A. Q. Rafiqi states:

History

Shah Mir

Shah Mir worked to establish Islam in Kashmir and was aided by his descendant rulers, specially Sikandar Butshikan. He reigned for three years and five months from 1339 to 1342 CE. He was the ruler of Kashmir and the founder of the Shah Mir dynasty. He was followed by his two sons who became kings in succession.

Jamshid

Sultan Shamsu'd-Din Shah was succeeded by his elder son Sultan Jamshid who ruled for a year and two months. In 1343 CE, Sultan Jamshid suffered a defeat by his brother who ascended the throne as Sultan Alau'd-Din in 1347 CE.

Alau'd-Din
Sultan Alau'd-Din's two sons became kings in succession, Sultan Shihabu'd-Din and Sultan Qutbu'd-Din.

Shibu'd-Din 
He was the only Shah Mir ruler to keep Hindu courtiers in his court.

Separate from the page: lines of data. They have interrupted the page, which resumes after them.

// This Source Code Form is subject to the terms of the Mozilla Public
// License, v. 2.0. If a copy of the MPL was not distributed with this
// file, You can obtain one at https://mozilla.org/MPL/2.0/.

//! Sleeve-Lite Engine
//!
//! Places opening components (sleeves, recesses) where a pipe or duct passes
//! through a beam, floor or wall, including hosts that live in linked
//! models.
//!
//! ```text
//! pick conduit + host
//!   -> resolve host frame (local or through a link transform)
//!   -> extract solids, host moved into the conduit's frame
//!   -> intersect every solid pair, drop slivers
//!   -> point on the conduit axis, depth, nearest level, nominal size
//!   -> one edit scope: create, set parameters, align rotation
//! ```
//!
//! # Example
//!
//! ```no_run
//! use sleeve_lite_engine::{EngineConfig, PlacementEngine};
//! use sleeve_lite_model::{Document, ElementId, ElementReference, Project};
//!
//! let engine = PlacementEngine::new(EngineConfig::from_env());
//! let mut project = Project::new(Document::new("MEP"));
//! match engine.place_opening(&mut project, ElementId(1), ElementReference::Local(ElementId(2))) {
//!     Ok(report) => println!("placed at {:?}", report.point),
//!     Err(err) => eprintln!("{err}"),
//! }
//! ```

pub mod config;
pub mod engine;
pub mod error;
pub mod orientation;
pub mod placement;
pub mod resolver;
pub mod selection;
pub mod sizing;

pub use config::{parse_flag, EngineConfig, FamilyType, ParameterNames};
pub use engine::{PlacementEngine, PlacementPlan, PlacementReport};
pub use error::{Error, ErrorKind, Result, Role};
pub use orientation::{align_rotation, conduit_direction, signed_angle_about_z};
pub use placement::{nearest_level, resolve_placement, Placement};
pub use resolver::{resolve_conduit, resolve_host, ResolvedHost};
pub use selection::{
    CommandOutcome, PlaceOpeningCommand, PresetSelection, Selection, SelectionService,
};
pub use sizing::{opening_size, OpeningSize, SizeRange, SizeTable};
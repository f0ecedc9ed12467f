// This Source Code Form is subject to the terms of the Mozilla Public
// License, v. 2.0. If a copy of the MPL was not distributed with this
// file, You can obtain one at https://mozilla.org/MPL/2.0/.

//! Extraction followed by intersection on nested host geometry.

use approx::assert_relative_eq;
use sleeve_lite_geometry::primitives::{box_mesh, cylinder_mesh};
use sleeve_lite_geometry::transform::axis2_placement;
use sleeve_lite_geometry::{
    extract_solids, union_bounds, CsgBoolean, GeometryNode, IntersectionEngine, Matrix4, Point3,
    Vector3,
};

fn pipe_along_x(z: f64) -> GeometryNode {
    GeometryNode::Solid(cylinder_mesh(
        Point3::new(0.0, 0.0, z),
        Point3::new(3000.0, 0.0, z),
        50.0,
        32,
    ))
}

#[test]
fn test_pipe_through_placed_wall_component() {
    // Wall authored at its own origin, placed by a component instance
    let wall = GeometryNode::instance(
        Matrix4::new_translation(&Vector3::new(1000.0, -1500.0, 0.0)),
        vec![GeometryNode::Solid(box_mesh(
            Point3::origin(),
            Point3::new(200.0, 3000.0, 3000.0),
        ))],
    );

    let conduit = extract_solids(&pipe_along_x(1500.0), &Matrix4::identity());
    let host = extract_solids(&wall, &Matrix4::identity());
    let pieces = IntersectionEngine::default().intersect(&conduit, &host, &CsgBoolean);

    assert_eq!(pieces.len(), 1);
    let bounds = union_bounds(&pieces).unwrap();
    assert_relative_eq!(bounds.min.x, 1000.0, epsilon = 1e-6);
    assert_relative_eq!(bounds.max.x, 1200.0, epsilon = 1e-6);
    assert_relative_eq!(
        pieces[0].volume(),
        conduit[0].volume() * 200.0 / 3000.0,
        max_relative = 1e-6
    );
    assert_relative_eq!(
        pieces[0].centroid().unwrap(),
        Point3::new(1100.0, 0.0, 1500.0),
        epsilon = 1e-6
    );
}

#[test]
fn test_host_in_rotated_frame() {
    // Component rotated so its local X runs along world Y; 200 thick in world X
    let frame = axis2_placement(
        Point3::new(1200.0, -1500.0, 0.0),
        None,
        Some(Vector3::y()),
    );
    let wall = GeometryNode::instance(
        frame,
        vec![GeometryNode::Solid(box_mesh(
            Point3::origin(),
            Point3::new(3000.0, 200.0, 3000.0),
        ))],
    );

    let host = extract_solids(&wall, &Matrix4::identity());
    let extents = host[0].bounds().extents();
    assert_relative_eq!(extents.x, 200.0, epsilon = 1e-9);
    assert_relative_eq!(extents.y, 3000.0, epsilon = 1e-9);

    let conduit = extract_solids(&pipe_along_x(1500.0), &Matrix4::identity());
    let pieces = IntersectionEngine::default().intersect(&conduit, &host, &CsgBoolean);
    assert_eq!(pieces.len(), 1);
    let bounds = union_bounds(&pieces).unwrap();
    assert_relative_eq!(bounds.extents().x, 200.0, epsilon = 1e-6);
}

#[test]
fn test_pipe_above_slab_segments() {
    // Two slab pieces in one group; the pipe passes above both
    let slab = GeometryNode::group(vec![
        GeometryNode::Solid(box_mesh(
            Point3::new(0.0, -500.0, 0.0),
            Point3::new(1500.0, 500.0, 250.0),
        )),
        GeometryNode::Solid(box_mesh(
            Point3::new(1500.0, -500.0, 0.0),
            Point3::new(3000.0, 500.0, 250.0),
        )),
    ]);
    let conduit = extract_solids(&pipe_along_x(1000.0), &Matrix4::identity());
    let host = extract_solids(&slab, &Matrix4::identity());
    assert_eq!(host.len(), 2);
    assert!(IntersectionEngine::default()
        .intersect(&conduit, &host, &CsgBoolean)
        .is_empty());
}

Prominent among them were Kota Bhat and Udyashri. Ruler of Kashgar (Central Asia) once attacked Kashmir with a large army. Sultan Shihabu’d-din did not have a large number of soldiers to battle against the Kashgar army. But with a small army, he fought and defeated the whole army of Kashgar. After this battle, the regions of Ladakh and Baltistan which were under the rule of Kashgar came under the rule of Shah Miris.Sultan also marched towards Delhi and the army of Feroz Shah Tughlaq opposed him at the banks of River Satluj. Since the battle was motive-less for the Delhi Sultanate peace concluded between them on a condition that all the territories from Sirhind to Kashmir belong to the Shah Mir empire.

Shihabu’d-din was also a great administrator who governed his kingdom with firmness and justice. A town named Shihabu’d-dinpura aka Shadipur was founded by him. He was also called the Lalitaditya of Medieval Kashmir as he erected many mosques and monasteries.

Qutubu'd-Din 
He was the next Sultan of Kashmir. The only significance of his rule is that the Sufi saint Mir Sayyid Ali Hamadani arrived at Kashmir in his reign. In 1380 C.E. Qutbud’din died and was succeeded by his son Sultan Sikander also known as the Sikander Butshikand.

Sikandar 

Sultan Sikandar (1389-1413 CE), was the sixth ruler of the Shah Mir Dynasty. 

Barring a successful invasion of Ladakh, Sikandar did not annex any new territory. Iinternal rebellions were ably suppressed. A welfare-state was installed — oppressive taxes were abolished, and free schools and hospitals were commissioned. Waqfs were endowed to shrines, mosques were commissioned, numerous Sufi preachers were provided with jagirs and installed in positions of authority, and feasts were regularly held. Economic condition was decent.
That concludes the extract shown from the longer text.